A Singaporean girl in her 20s recently shared her story on Facebook after recounting on how her brother molested her when she was young. She stated that even though her parents knew about the incident, they still stood by him and showered him with a lot of care. She did say that he went to prison numerous times compared to her as she was a star student.
Here is the full story.
I was molested by my brother when I was in primary school. I remember waking up to him watching p*rn in the background and before I could react, his hands were on me. The acts were terrible…and very specific instructions were given to fulfil his needs. This carried on for some time, maybe a year or two. As an adult now, I am certain that I was sexually groomed (he normalised his touching as a way of games etc) and as a young child, I followed along. I can still remember some of the incidents vividly. It’s disgusting and vile but I have learned to live with it.
What is second to most hurtful from that was the way my parents responded to the event. Perhaps I started to realise, or maybe I grew braver and I eventually told my mom. I remember her breaking down and I suppose she made a call to my dad. And that was it. The acts stopped but no one talked about it since then. I don’t remember any scoldings or punishment towards my brother. My parents never spoke about it again.
So I buried it.
I’m in my early 20s now and my brother still lives with my family. But I am coping well.
But as you can imagine, I have yet to forgive my brother. And for some reason, I feel this extends to my parents. They never acknowledged the pain I felt and growing up, they continued to shower him with a lot of care. E.g. He didn’t do well in school, went in and out of prison for other reasons but eventually did began his own business. He went in debt and parents borrowed and sold off their assets to help him.

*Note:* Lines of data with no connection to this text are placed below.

#[cfg(test)]
mod tests {
    use super::*;
    use crate::transcoding::filter::MATCH_ALL;

    fn registry_with(job: TranscodeJob) -> Arc<JobRegistry> {
        let registry = Arc::new(JobRegistry::new());
        registry.register(job).unwrap();
        registry
    }

    fn count(registry: &JobRegistry, path: &str) -> usize {
        registry.get(Path::new(path)).unwrap().active_request_count
    }

    #[test]
    fn test_register_rejects_duplicate_path() {
        let registry = registry_with(TranscodeJob::new("/t/a.m3u8", JobKind::Hls));
        let err = registry
            .register(TranscodeJob::new("/t/a.m3u8", JobKind::Hls))
            .unwrap_err();
        assert!(matches!(err, Error::Conflict(_)));
        assert_eq!(registry.len(), 1);
    }

    #[test]
    fn test_begin_without_job_returns_none() {
        let registry = Arc::new(JobRegistry::new());
        assert!(registry.begin(Path::new("/t/missing.m3u8")).is_none());
        assert!(registry.is_empty());
    }

    #[test]
    fn test_begin_then_release_restores_count() {
        let registry = registry_with(TranscodeJob::new("/t/a.m3u8", JobKind::Hls));

        let mut lease = registry.begin(Path::new("/t/a.m3u8")).unwrap();
        assert_eq!(count(&registry, "/t/a.m3u8"), 1);
        assert!(registry.get(Path::new("/t/a.m3u8")).unwrap().idle_since.is_none());

        lease.release();
        assert_eq!(count(&registry, "/t/a.m3u8"), 0);
        assert!(registry.get(Path::new("/t/a.m3u8")).unwrap().idle_since.is_some());
    }

    #[test]
    fn test_double_release_is_noop() {
        let registry = registry_with(TranscodeJob::new("/t/a.m3u8", JobKind::Hls));
        let _other = registry.begin(Path::new("/t/a.m3u8")).unwrap();
        let mut lease = registry.begin(Path::new("/t/a.m3u8")).unwrap();
        assert_eq!(count(&registry, "/t/a.m3u8"), 2);

        lease.release();
        lease.release();
        drop(lease);
        assert_eq!(count(&registry, "/t/a.m3u8"), 1);
    }

    #[test]
    fn test_drop_releases() {
        let registry = registry_with(TranscodeJob::new("/t/a.m3u8", JobKind::Hls));
        {
            let _lease = registry.begin(Path::new("/t/a.m3u8")).unwrap();
            assert_eq!(count(&registry, "/t/a.m3u8"), 1);
        }
        assert_eq!(count(&registry, "/t/a.m3u8"), 0);
    }

    #[test]
    fn test_release_after_removal_is_noop() {
        let registry = registry_with(TranscodeJob::new("/t/a.m3u8", JobKind::Hls));
        let mut lease = registry.begin(Path::new("/t/a.m3u8")).unwrap();

        assert_eq!(registry.remove_matching(&MATCH_ALL).len(), 1);
        lease.release();
        assert!(registry.is_empty());
    }

    #[test]
    fn test_stale_lease_does_not_touch_replacement_job() {
        let registry = registry_with(TranscodeJob::new("/t/a.m3u8", JobKind::Hls));
        let stale = registry.begin(Path::new("/t/a.m3u8")).unwrap();
        registry.remove(Path::new("/t/a.m3u8"));

        registry
            .register(TranscodeJob::new("/t/a.m3u8", JobKind::Hls))
            .unwrap();
        let _fresh = registry.begin(Path::new("/t/a.m3u8")).unwrap();

        drop(stale);
        assert_eq!(count(&registry, "/t/a.m3u8"), 1);
    }

    #[test]
    fn test_mark_exited_keeps_entry() {
        let registry = registry_with(TranscodeJob::new("/t/a.m3u8", JobKind::Hls));
        assert!(registry.mark_exited(Path::new("/t/a.m3u8")));
        assert!(!registry.mark_exited(Path::new("/t/b.m3u8")));

        let snapshot = registry.get(Path::new("/t/a.m3u8")).unwrap();
        assert!(snapshot.has_exited);
    }

    #[test]
    fn test_take_idle_respects_references_and_kind() {
        let registry = Arc::new(JobRegistry::new());
        registry
            .register(TranscodeJob::new("/t/hls.m3u8", JobKind::Hls))
            .unwrap();
        registry
            .register(TranscodeJob::new("/t/prog.mp4", JobKind::Progressive))
            .unwrap();
        registry
            .register(TranscodeJob::new("/t/busy.m3u8", JobKind::Hls))
            .unwrap();
        let _busy = registry.begin(Path::new("/t/busy.m3u8")).unwrap();

        let timeouts = IdleTimeouts {
            hls: Duration::from_secs(60),
            progressive: Duration::from_secs(10),
        };

        let soon = Utc::now() + chrono::Duration::seconds(30);
        let reaped = registry.take_idle(soon, &timeouts);
        assert_eq!(reaped.len(), 1);
        assert_eq!(reaped[0].output_path, PathBuf::from("/t/prog.mp4"));

        let later = Utc::now() + chrono::Duration::seconds(120);
        let reaped = registry.take_idle(later, &timeouts);
        assert_eq!(reaped.len(), 1);
        assert_eq!(reaped[0].output_path, PathBuf::from("/t/hls.m3u8"));

        assert_eq!(registry.len(), 1);
        assert!(registry.get(Path::new("/t/busy.m3u8")).is_some());
    }

    #[test]
    fn test_ping_restarts_idle_window() {
        let registry = registry_with(
            TranscodeJob::new("/t/a.m3u8", JobKind::Hls)
                .with_device("d1")
                .with_play_session("s1"),
        );
        let before = registry.get(Path::new("/t/a.m3u8")).unwrap().idle_since.unwrap();

        std::thread::sleep(std::time::Duration::from_millis(10));
        assert_eq!(registry.ping(&JobFilter::PlaySession("s1".into())), 1);
        assert_eq!(registry.ping(&JobFilter::PlaySession("other".into())), 0);

        let after = registry.get(Path::new("/t/a.m3u8")).unwrap().idle_since.unwrap();
        assert!(after > before);
    }

    #[test]
    fn test_ping_keeps_referenced_job_busy() {
        let registry = registry_with(
            TranscodeJob::new("/t/a.m3u8", JobKind::Hls).with_play_session("s1"),
        );
        let _lease = registry.begin(Path::new("/t/a.m3u8")).unwrap();

        registry.ping(&JobFilter::PlaySession("s1".into()));
        assert!(registry.get(Path::new("/t/a.m3u8")).unwrap().idle_since.is_none());
    }
}
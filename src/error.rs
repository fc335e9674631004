//! Error type shared by the coordinator and its HTTP surface.
//!
//! Library code returns [`Error`]; route handlers wrap it in [`AppError`] so
//! that every failure degrades to a per-request response.

use std::fmt;

use axum::http::StatusCode;
use axum::response::{IntoResponse, Response};
use serde_json::json;

/// Failure modes of the segment coordinator.
#[derive(Debug, thiserror::Error)]
pub enum Error {
    /// The requested file or job could not be found.
    #[error("{entity} not found: {id}")]
    NotFound {
        /// The kind of entity (e.g. "segment", "playlist").
        entity: String,
        /// The identifier that was looked up.
        id: String,
    },

    /// The caller is not authenticated.
    #[error("Unauthorized: {0}")]
    Unauthorized(String),

    /// Request data failed validation.
    #[error("Validation error: {0}")]
    Validation(String),

    /// A job is already registered for the same output path.
    #[error("Conflict: {0}")]
    Conflict(String),

    /// An I/O operation failed.
    #[error("IO error: {source}")]
    Io {
        #[from]
        source: std::io::Error,
    },

    /// Catch-all for unexpected internal errors.
    #[error("Internal error: {0}")]
    Internal(String),
}

impl Error {
    /// Map this error to an HTTP status code.
    pub fn http_status(&self) -> u16 {
        match self {
            Error::NotFound { .. } => 404,
            Error::Unauthorized(_) => 401,
            Error::Validation(_) => 400,
            Error::Conflict(_) => 409,
            Error::Io { .. } => 500,
            Error::Internal(_) => 500,
        }
    }

    /// Convenience constructor for [`Error::NotFound`].
    pub fn not_found(entity: impl Into<String>, id: impl fmt::Display) -> Self {
        Error::NotFound {
            entity: entity.into(),
            id: id.to_string(),
        }
    }
}

/// Result alias using the crate-level [`Error`].
pub type Result<T> = std::result::Result<T, Error>;

/// Wrapper that turns an [`Error`] into an HTTP response.
pub struct AppError(Error);

impl From<Error> for AppError {
    fn from(e: Error) -> Self {
        Self(e)
    }
}

impl From<std::io::Error> for AppError {
    fn from(e: std::io::Error) -> Self {
        Self(Error::from(e))
    }
}

impl IntoResponse for AppError {
    fn into_response(self) -> Response {
        let status =
            StatusCode::from_u16(self.0.http_status()).unwrap_or(StatusCode::INTERNAL_SERVER_ERROR);

        if status.is_server_error() {
            tracing::error!(status = %status, error = %self.0, "Server error in request handler");
        }

        let code = match &self.0 {
            Error::NotFound { .. } => "not_found",
            Error::Unauthorized(_) => "unauthorized",
            Error::Validation(_) => "validation_error",
            Error::Conflict(_) => "conflict",
            Error::Io { .. } => "io_error",
            Error::Internal(_) => "internal_error",
        };

        let body = json!({
            "error": self.0.to_string(),
            "code": code,
        });

        (status, axum::Json(body)).into_response()
    }
}
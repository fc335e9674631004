//! Shared test harness for integration tests.
//!
//! Provides [`TestHarness`], which owns a temporary output directory and a
//! full [`AppContext`] wired to the process-based encoder control. The
//! [`TestHarness::with_server`] constructor starts Axum on a random port for
//! connection-level testing.

#![allow(dead_code)]

use std::net::SocketAddr;
use std::path::{Path, PathBuf};
use std::sync::Arc;

use axum::body::Body;
use axum::http::{header, Request, Response};
use http_body_util::BodyExt;
use tempfile::TempDir;
use tower::ServiceExt;

use segmentd::config::Config;
use segmentd::server::{create_router, AppContext};
use segmentd::transcoding::{JobKind, ProcessEncoderControl, TranscodeJob};

pub const API_KEY: &str = "test-api-key";

pub struct TestHarness {
    pub ctx: AppContext,
    pub dir: TempDir,
}

impl TestHarness {
    /// Harness with authentication disabled.
    pub fn new() -> Self {
        Self::build(false)
    }

    /// Harness whose protected routes require [`API_KEY`].
    pub fn with_auth() -> Self {
        Self::build(true)
    }

    fn build(auth: bool) -> Self {
        let dir = tempfile::tempdir().expect("failed to create output dir");
        let mut config = Config::default();
        config.transcoding.output_dir = dir.path().to_path_buf();
        if auth {
            config.server.auth.enabled = true;
            config.server.auth.api_key = Some(API_KEY.to_string());
        }

        let ctx = AppContext::new(config, Arc::new(ProcessEncoderControl));
        Self { ctx, dir }
    }

    pub fn output_dir(&self) -> &Path {
        self.dir.path()
    }

    /// Write a file into the output directory and return its path.
    pub fn write(&self, name: &str, contents: &[u8]) -> PathBuf {
        let path = self.dir.path().join(name);
        std::fs::write(&path, contents).expect("failed to write fixture");
        path
    }

    /// Register an HLS job writing `playlist_name` for the given owner.
    pub fn register_hls(&self, playlist_name: &str, device: &str, session: &str) -> PathBuf {
        let path = self.dir.path().join(playlist_name);
        self.ctx
            .registry
            .register(
                TranscodeJob::new(&path, JobKind::Hls)
                    .with_device(device)
                    .with_play_session(session),
            )
            .expect("failed to register job");
        path
    }

    pub fn active_requests(&self, output_path: &Path) -> usize {
        self.ctx
            .registry
            .get(output_path)
            .map(|job| job.active_request_count)
            .expect("job not registered")
    }

    pub async fn send(&self, request: Request<Body>) -> Response<Body> {
        create_router(self.ctx.clone())
            .oneshot(request)
            .await
            .expect("router failed")
    }

    pub async fn get(&self, uri: &str) -> Response<Body> {
        self.send(Request::get(uri).body(Body::empty()).unwrap()).await
    }

    pub async fn post_json(&self, uri: &str, body: serde_json::Value) -> Response<Body> {
        self.send(
            Request::post(uri)
                .header(header::CONTENT_TYPE, "application/json")
                .body(Body::from(body.to_string()))
                .unwrap(),
        )
        .await
    }

    pub async fn delete(&self, uri: &str) -> Response<Body> {
        self.send(Request::delete(uri).body(Body::empty()).unwrap())
            .await
    }

    /// Start an Axum server on a random port.
    pub async fn with_server() -> (Self, SocketAddr) {
        let harness = Self::new();
        let app = create_router(harness.ctx.clone());

        let listener = tokio::net::TcpListener::bind("127.0.0.1:0")
            .await
            .expect("failed to bind random port");
        let addr = listener.local_addr().expect("failed to get local addr");

        tokio::spawn(async move {
            axum::serve(listener, app).await.ok();
        });

        (harness, addr)
    }
}

pub async fn body_bytes(response: Response<Body>) -> Vec<u8> {
    response
        .into_body()
        .collect()
        .await
        .expect("failed to read body")
        .to_bytes()
        .to_vec()
}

On the other hand, I focussed all my attention in school. I did very well through my growing years and the universe was kind to give me scholarships and bursaries for my hard work. I pretty much supported myself financially from JC through Uni years. When in Uni, I made sure I stayed in halls to avoid being at home.
Sometimes I feel like reporting him…like ruining the fk out of him. For messing my childhood and for still having my parents sympathy. But I’m human, and I do feel that it’s not in my place to do that.
I’m probably just rambling at this point. But his businesses are in debt again and my parents gave me some money to keep because they keep giving him….and now they’re asking for it back. I usually give in, but I said no this time. I’m not giving in. I’m not going to let him win.
Am I wrong guys?
And also, at the end of my turmoil, my parents gave birth to another child. A younger sibling whom I consider very dear to my heart and I’ve guided her and cared for her as she grew up. She’s in JC now and sometimes I wonder if I should disclose my ordeal to her. My boyfriend disagrees because it might deeply affect her and I don’t want that too. But shouldn’t she know? Sometimes they’re really close and I get triggered. Nothing happens…but I’m just being very protective considering the sufferings I endured.
Any advice is greatly appreciated. Thank you for reading part of my journey with me.